> _Description of the task_
Show all lines from the material that carry the word "unmined".

> _Data_
//! Block implementation for the ledger
//!
//! A block commits to its transactions twice: through the content hash,
//! which covers every field except the Merkle root and the hash itself,
//! and through the Merkle root over the transaction hashes.

use crate::config::BLOCK_REWARD;
use crate::core::encoding::Encoder;
use crate::core::transaction::Transaction;
use crate::crypto::{calculate_merkle_root_hex, sha256_hex, KeyPair};
use chrono::Utc;
use serde::{Deserialize, Serialize};

/// `prev_hash` of the genesis block; a sentinel, not a real digest
pub const GENESIS_PREV_HASH: &str =
    "0000000000000000000000000000000000000000000000000000000000000000";

/// Fixed timestamp of the genesis block
pub const GENESIS_TIME: u64 = 1_505_759_228;

/// A block in the chain
#[derive(Debug, Clone, PartialEq, Eq, Serialize, Deserialize)]
#[serde(rename_all = "camelCase")]
pub struct Block {
    /// Block index/height
    pub index: u64,
    /// Hash of the previous block
    pub prev_hash: String,
    /// Creation time in unix seconds
    pub time: u64,
    /// Transactions in the block, reward included
    pub transactions: Vec<Transaction>,
    /// Proof-of-work nonce
    pub nonce: u64,
    /// Merkle root of the transaction hashes
    pub merkle_root: String,
    /// Content hash stamped by the producer
    pub hash: String,
}

/// SHA-256 over the canonical encoding of the hashed block fields, in order
pub fn content_hash(
    index: u64,
    prev_hash: &str,
    time: u64,
    transactions: &[Transaction],
    nonce: u64,
) -> String {
    let mut encoder = Encoder::new();
    encoder
        .put_u64(index)
        .put_str(prev_hash)
        .put_u64(time)
        .put_seq(transactions)
        .put_u64(nonce);
    sha256_hex(&encoder.finish())
}

/// Merkle root over the transactions' hashes, as hex
pub fn merkle_root(transactions: &[Transaction]) -> String {
    let leaves: Vec<[u8; 32]> = transactions.iter().map(Transaction::hash).collect();
    calculate_merkle_root_hex(&leaves)
}

impl Block {
    /// Assemble an unmined block (`nonce = 0`) with its commitments computed
    pub fn new(index: u64, prev_hash: String, time: u64, transactions: Vec<Transaction>) -> Self {
        let merkle_root = merkle_root(&transactions);
        let mut block = Self {
            index,
            prev_hash,
            time,
            transactions,
            nonce: 0,
            merkle_root,
            hash: String::new(),
        };
        block.hash = block.calculate_hash();
        block
    }

    /// The canonical height-0 block
    pub fn genesis() -> Self {
        Self::new(0, GENESIS_PREV_HASH.to_string(), GENESIS_TIME, Vec::new())
    }

    /// Recompute the content hash from the current fields
    pub fn calculate_hash(&self) -> String {
        content_hash(
            self.index,
            &self.prev_hash,
            self.time,
            &self.transactions,
            self.nonce,
        )
    }

    /// Recompute the Merkle root from the current transactions
    pub fn calculate_merkle_root(&self) -> String {
        merkle_root(&self.transactions)
    }

    /// Set the nonce and restamp the hash
    pub fn set_nonce(&mut self, nonce: u64) {
        self.nonce = nonce;
        self.hash = self.calculate_hash();
    }

    /// The block's reward transaction, if it has exactly one
    pub fn reward_tx(&self) -> Option<&Transaction> {
        let mut rewards = self.transactions.iter().filter(|tx| tx.is_reward());
        match (rewards.next(), rewards.next()) {
            (Some(reward), None) => Some(reward),
            _ => None,
        }
    }

    /// Get number of transactions in this block
    pub fn tx_count(&self) -> usize {
        self.transactions.len()
    }
}

/// Create the canonical genesis block
pub fn make_genesis_block() -> Block {
    Block::genesis()
}

/// Create an unmined candidate on top of `last_block`, paying the standard
/// issuance to `producer`
pub fn create_block(transactions: Vec<Transaction>, last_block: &Block, producer: &KeyPair) -> Block {
    create_block_with_reward(transactions, last_block, producer, BLOCK_REWARD)
}

/// Like [`create_block`] with an explicit reward amount
pub fn create_block_with_reward(
    mut transactions: Vec<Transaction>,
    last_block: &Block,
    producer: &KeyPair,
    reward: u64,
) -> Block {
    transactions.push(Transaction::reward(&producer.public_key_hex(), reward));

    let time = u64::try_from(Utc::now().timestamp()).unwrap_or_default();
    // Saturates at u64::MAX; the validator rejects such a successor.
    Block::new(
        last_block.index.saturating_add(1),
        last_block.hash.clone(),
        time,
        transactions,
    )
}

#[cfg(test)]
mod tests {
    use super::*;

    #[test]
    fn test_genesis_block() {
        let genesis = make_genesis_block();
        assert_eq!(genesis.index, 0);
        assert_eq!(genesis.prev_hash, "0".repeat(64));
        assert_eq!(genesis.time, GENESIS_TIME);
        assert_eq!(genesis.nonce, 0);
        assert!(genesis.transactions.is_empty());
        assert_eq!(genesis.merkle_root, sha256_hex(b""));
        assert_eq!(genesis.hash, genesis.calculate_hash());
    }

    #[test]
    fn test_genesis_is_deterministic() {
        assert_eq!(make_genesis_block(), make_genesis_block());
    }

    #[test]
    fn test_create_block_links_to_parent() {
        let genesis = make_genesis_block();
        let producer = KeyPair::generate();
        let block = create_block(vec![], &genesis, &producer);

        assert_eq!(block.index, 1);
        assert_eq!(block.prev_hash, genesis.hash);
        assert_eq!(block.nonce, 0);
        assert_eq!(block.tx_count(), 1);
        assert_eq!(block.hash, block.calculate_hash());
        assert_eq!(block.merkle_root, block.calculate_merkle_root());

        let reward = block.reward_tx().unwrap();
        assert_eq!(reward.outputs[0].owner, producer.public_key_hex());
        assert_eq!(reward.outputs[0].amount, BLOCK_REWARD);
    }

    #[test]
    fn test_create_block_on_max_height_does_not_overflow() {
        let mut last = make_genesis_block();
        last.index = u64::MAX;
        let block = create_block(vec![], &last, &KeyPair::generate());
        assert_eq!(block.index, u64::MAX);
    }

    #[test]
    fn test_reward_is_appended_last() {
        let genesis = make_genesis_block();
        let producer = KeyPair::generate();
        let other = Transaction::reward(&producer.public_key_hex(), 1);
        let block = create_block(vec![other.clone()], &genesis, &producer);

        assert_eq!(block.transactions[0], other);
        assert!(block.reward_tx().is_none());
    }

    #[test]
    fn test_hash_covers_every_field() {
        let genesis = make_genesis_block();
        let block = create_block(vec![], &genesis, &KeyPair::generate());
        let original = block.calculate_hash();

        let mut b = block.clone();
        b.index += 1;
        assert_ne!(b.calculate_hash(), original);

        let mut b = block.clone();
        b.prev_hash = "1".repeat(64);
        assert_ne!(b.calculate_hash(), original);

        let mut b = block.clone();
        b.time += 1;
        assert_ne!(b.calculate_hash(), original);

        let mut b = block.clone();
        b.nonce += 1;
        assert_ne!(b.calculate_hash(), original);

        let mut b = block.clone();
        b.transactions[0].outputs[0].amount += 1;
        assert_ne!(b.calculate_hash(), original);

        let mut b = block;
        b.merkle_root = "f".repeat(64);
        assert_eq!(b.calculate_hash(), original);
    }

    #[test]
    fn test_set_nonce_restamps_hash() {
        let mut block = create_block(vec![], &make_genesis_block(), &KeyPair::generate());
        let before = block.hash.clone();
        block.set_nonce(7);
        assert_eq!(block.nonce, 7);
        assert_ne!(block.hash, before);
        assert_eq!(block.hash, block.calculate_hash());
    }

    #[test]
    fn test_merkle_root_is_order_sensitive() {
        let a = Transaction::reward("a", 1);
        let b = Transaction::reward("b", 2);
        assert_eq!(
            merkle_root(&[a.clone(), b.clone()]),
            merkle_root(&[a.clone(), b.clone()])
        );
        assert_ne!(merkle_root(&[a.clone(), b.clone()]), merkle_root(&[b, a]));
    }

    #[test]
    fn test_json_field_names() {
        let json = serde_json::to_value(make_genesis_block()).unwrap();
        for field in ["index", "prevHash", "time", "transactions", "nonce", "merkleRoot", "hash"] {
            assert!(json.get(field).is_some(), "missing {}", field);
        }
    }
}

> _Exercise output_
    /// Assemble an unmined block (`nonce = 0`) with its commitments computed
/// Create an unmined candidate on top of `last_block`, paying the standard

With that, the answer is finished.